Hegemonismo presente
La llegada de un nuevo año no ha alterado las intenciones de Washington y sus restantes aliados de Occidente de frenar el avance de Rusia y China.
Y en esa dirección está claro, por ejemplo, que en los próximos meses volveremos a asistir a la prolongación de las tensiones en la frontera ruso-ucraniana, a partir del objetivo hegemonista de hacer del régimen de Kiev uno de sus tantos peleles dentro de la belicista Organización del Tratado del Atlántico Norte, OTAN. Y la temprana confirmación de estas predicciones está a la vista con la reciente decisión de las autoridades impuestas en Ucrania de renunciar al statu de país no alineado que asumía esa nación hasta el presente, de manera de dejar expedito el ingreso pleno en la entidad belicista imperial.Y el difícil contexto que impone el hegemonismo en su encono contra Rusia y China no solo augura momentos más tensos, sino que recalienta en demasía los ya tórridos vínculos entre el oeste y el este como renovados bloques contrapuestos.
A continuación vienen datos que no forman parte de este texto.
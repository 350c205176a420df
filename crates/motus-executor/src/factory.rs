//! 执行器工厂：按模式号组装拓扑
//!
//! 硬件句柄由组合根构造好后整体注入；工厂只做数量校验和装配，
//! 不接触任何平台相关的初始化。

use std::sync::Arc;

use motus_actuator::Actuator;
use motus_driver::CtwBus;
use tracing::info;

use crate::ExecutorError;
use crate::o6::O6Executor;
use crate::osr::OsrExecutor;
use crate::runner::Executor;
use crate::settings::Settings;
use crate::sr6::Sr6Executor;
use crate::sr6can::Sr6CanExecutor;
use crate::trrmax::TrRMaxExecutor;

/// 组合根注入的硬件句柄
pub struct ExecutorParts {
    /// 按通道顺序排列的舵机执行机构（数量由拓扑决定）
    pub servos: Vec<Arc<dyn Actuator>>,
    /// CTW 总线（仅 SR6CAN 模式需要）
    pub ctw: Option<Arc<CtwBus>>,
}

/// 支持的模式号
pub fn supported_modes() -> &'static [i32] {
    &[0, 3, 6, 8, 9]
}

/// 模式号的可读名称
pub fn mode_name(mode: i32) -> &'static str {
    match mode {
        0 => "OSR (Multi-Axis Motion)",
        3 => "SR6",
        6 => "TrRMax",
        8 => "SR6CAN",
        9 => "O6 (6-Axis Parallel Robot)",
        _ => "Unknown",
    }
}

/// 创建执行器
///
/// 舵机数不足或缺少总线句柄返回 [`ExecutorError::MissingHardware`]，
/// 未知模式返回 [`ExecutorError::UnknownMode`]。
pub fn create_executor(
    settings: &Settings,
    parts: ExecutorParts,
) -> Result<Box<dyn Executor>, ExecutorError> {
    let mode = settings.servo.mode;
    info!("creating executor, mode: {} ({})", mode, mode_name(mode));

    match mode {
        0 => {
            let servos = take_servos::<4>(parts.servos, mode)?;
            Ok(Box::new(OsrExecutor::new(servos, settings.servo)))
        },
        3 => {
            let mut servos = parts.servos;
            if servos.len() < 7 {
                return Err(missing(mode, 7, servos.len()));
            }
            servos.truncate(7);
            let twist = match servos.pop() {
                Some(twist) => twist,
                None => return Err(missing(mode, 7, 0)),
            };
            let mains = take_servos::<6>(servos, mode)?;
            Ok(Box::new(Sr6Executor::new(mains, twist, settings.servo)))
        },
        6 => {
            let servos = take_servos::<3>(parts.servos, mode)?;
            Ok(Box::new(TrRMaxExecutor::new(servos, settings.servo)))
        },
        8 => {
            let bus = parts.ctw.ok_or_else(|| ExecutorError::MissingHardware {
                mode,
                detail: "a CTW CAN bus".to_string(),
            })?;
            Ok(Box::new(Sr6CanExecutor::new(
                bus,
                settings.servo,
                settings.motor,
                settings.servo.pwm_frequency,
            )?))
        },
        9 => {
            let servos = take_servos::<6>(parts.servos, mode)?;
            Ok(Box::new(O6Executor::new(servos, settings.servo)))
        },
        _ => Err(ExecutorError::UnknownMode { mode }),
    }
}

fn missing(mode: i32, required: usize, got: usize) -> ExecutorError {
    ExecutorError::MissingHardware {
        mode,
        detail: format!("{required} servo channels (got {got})"),
    }
}

/// 取前 N 个舵机句柄；不足时报缺
fn take_servos<const N: usize>(
    mut servos: Vec<Arc<dyn Actuator>>,
    mode: i32,
) -> Result<[Arc<dyn Actuator>; N], ExecutorError> {
    let got = servos.len();
    if got < N {
        return Err(missing(mode, N, got));
    }
    servos.truncate(N);
    servos.try_into().map_err(|_| missing(mode, N, got))
}

#[cfg(test)]
mod tests {
    use super::*;
    use motus_actuator::mock::RecordingActuator;

    fn recording_servos(n: usize) -> Vec<Arc<dyn Actuator>> {
        (0..n)
            .map(|_| Arc::new(RecordingActuator::new(0.0)) as Arc<dyn Actuator>)
            .collect()
    }

    fn settings_with_mode(mode: i32) -> Settings {
        let mut settings = Settings::default();
        settings.servo.mode = mode;
        settings
    }

    #[test]
    fn test_mode_names() {
        assert_eq!(mode_name(0), "OSR (Multi-Axis Motion)");
        assert_eq!(mode_name(8), "SR6CAN");
        assert_eq!(mode_name(5), "Unknown");
        assert_eq!(supported_modes(), &[0, 3, 6, 8, 9]);
    }

    #[test]
    fn test_create_pwm_topologies() {
        for (mode, servo_count) in [(0, 4usize), (3, 7), (6, 3), (9, 6)] {
            let parts = ExecutorParts {
                servos: recording_servos(servo_count),
                ctw: None,
            };
            let result = create_executor(&settings_with_mode(mode), parts);
            assert!(result.is_ok(), "mode {mode} must build");
        }
    }

    #[test]
    fn test_extra_servos_are_tolerated() {
        let parts = ExecutorParts {
            servos: recording_servos(8),
            ctw: None,
        };
        assert!(create_executor(&settings_with_mode(0), parts).is_ok());
    }

    #[test]
    fn test_missing_servos_rejected() {
        let parts = ExecutorParts {
            servos: recording_servos(2),
            ctw: None,
        };
        let Err(err) = create_executor(&settings_with_mode(0), parts) else {
            panic!("mode 0 with 2 servos must fail");
        };
        assert!(matches!(err, ExecutorError::MissingHardware { mode: 0, .. }));
    }

    #[test]
    fn test_sr6can_requires_bus() {
        let parts = ExecutorParts {
            servos: Vec::new(),
            ctw: None,
        };
        let Err(err) = create_executor(&settings_with_mode(8), parts) else {
            panic!("mode 8 without a bus must fail");
        };
        assert!(matches!(err, ExecutorError::MissingHardware { mode: 8, .. }));
    }

    #[test]
    fn test_unknown_mode_rejected() {
        let parts = ExecutorParts {
            servos: recording_servos(8),
            ctw: None,
        };
        let Err(err) = create_executor(&settings_with_mode(42), parts) else {
            panic!("mode 42 must be rejected");
        };
        assert!(matches!(err, ExecutorError::UnknownMode { mode: 42 }));
    }
}
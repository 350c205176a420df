//! PWM 舵机输出（14 位占空比）

use parking_lot::Mutex;
use tracing::trace;

use crate::{Actuator, ActuatorError, PwmPort, Wait, clamp_target, target_to_pulse_us};

/// 占空比分辨率：14 位
const DUTY_MAX: u32 = (1 << 14) - 1;

/// 支持的 PWM 频率范围（Hz）
const FREQ_MIN_HZ: u32 = 50;
const FREQ_MAX_HZ: u32 = 333;

struct Inner<P> {
    port: P,
    target: f32,
}

/// PWM 舵机
///
/// 频率在构造时校验（50–333 Hz），周期内脉宽按 14 位分辨率
/// 转为占空比计数值。PWM 是持续电平输出，`actuate` 写入占空比后
/// 立即生效，等待语义对本后端无意义。
pub struct PwmActuator<P: PwmPort> {
    inner: Mutex<Inner<P>>,
    offset: f32,
    period_us: u32,
}

impl<P: PwmPort> PwmActuator<P> {
    pub fn new(port: P, frequency_hz: u32, offset: f32) -> Result<Self, ActuatorError> {
        if !(FREQ_MIN_HZ..=FREQ_MAX_HZ).contains(&frequency_hz) {
            return Err(ActuatorError::InvalidFrequency { hz: frequency_hz });
        }
        Ok(Self {
            inner: Mutex::new(Inner { port, target: 0.0 }),
            offset,
            period_us: 1_000_000 / frequency_hz,
        })
    }

    /// PWM 周期（µs）
    pub fn period_us(&self) -> u32 {
        self.period_us
    }

    fn pulse_to_duty(&self, pulse_us: u32) -> u16 {
        let duty = pulse_us as f32 / self.period_us as f32 * DUTY_MAX as f32;
        duty.round() as u16
    }
}

impl<P: PwmPort> Actuator for PwmActuator<P> {
    fn set_target(&self, value: f32) {
        self.inner.lock().target = clamp_target(value, self.offset);
    }

    fn actuate(&self, _wait: Wait) -> Result<(), ActuatorError> {
        let mut inner = self.inner.lock();
        let pulse = target_to_pulse_us(inner.target);
        let duty = self.pulse_to_duty(pulse);
        trace!("pwm actuate: target={}, pulse={}us, duty={}", inner.target, pulse, duty);
        inner.port.write_duty(duty)?;
        Ok(())
    }

    fn target(&self) -> f32 {
        self.inner.lock().target
    }
}

#[cfg(test)]
mod tests {
    use super::*;
    use crate::mock::RecordingPwmPort;

    #[test]
    fn test_frequency_validated() {
        assert!(matches!(
            PwmActuator::new(RecordingPwmPort::new(), 49, 0.0),
            Err(ActuatorError::InvalidFrequency { hz: 49 })
        ));
        assert!(matches!(
            PwmActuator::new(RecordingPwmPort::new(), 334, 0.0),
            Err(ActuatorError::InvalidFrequency { hz: 334 })
        ));
        assert!(PwmActuator::new(RecordingPwmPort::new(), 50, 0.0).is_ok());
        assert!(PwmActuator::new(RecordingPwmPort::new(), 333, 0.0).is_ok());
    }

    #[test]
    fn test_center_duty_at_50hz() {
        let port = RecordingPwmPort::new();
        let log = port.log();
        let servo = PwmActuator::new(port, 50, 0.0).unwrap();
        servo.actuate(Wait::NonBlocking).unwrap();

        // 20ms 周期内 1500µs 脉宽 → 1500/20000 * 16383 ≈ 1229
        assert_eq!(log.lock().as_slice(), &[1229]);
    }

    #[test]
    fn test_offset_applied_and_clamped() {
        let port = RecordingPwmPort::new();
        let servo = PwmActuator::new(port, 50, 0.5).unwrap();
        servo.set_target(0.8);
        assert!((servo.target() - 1.0).abs() < 1e-6);
        servo.set_target(-0.8);
        assert!((servo.target() - (-0.3)).abs() < 1e-6);
    }

    #[test]
    fn test_full_scale_duty_bounds() {
        let port = RecordingPwmPort::new();
        let log = port.log();
        let servo = PwmActuator::new(port, 50, 0.0).unwrap();

        servo.set_target(1.0);
        servo.actuate(Wait::NonBlocking).unwrap();
        servo.set_target(-1.0);
        servo.actuate(Wait::NonBlocking).unwrap();

        let duties = log.lock().clone();
        // 2500µs / 20000µs 与 500µs / 20000µs
        assert_eq!(duties, vec![2048, 410]);
    }
}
Porque si bien es pública la doctrina imperial norteamericana de evitar a toda costa el surgimiento de nuevas potencias, sobre todo de signo político contrapuesto, también es clara y evidente la conformación de una estrecha alianza defensiva y de carácter multifacético entre aquellos que encabezan la lista de blancos preferenciales del hegemonismo.
Y es que evidentemente Rusia y China se adscriben a una máxima que la lógica de la supervivencia nunca ha obviado y que reza que si tu enemigo es el mío, nada más inteligente que lo enfrentemos juntos.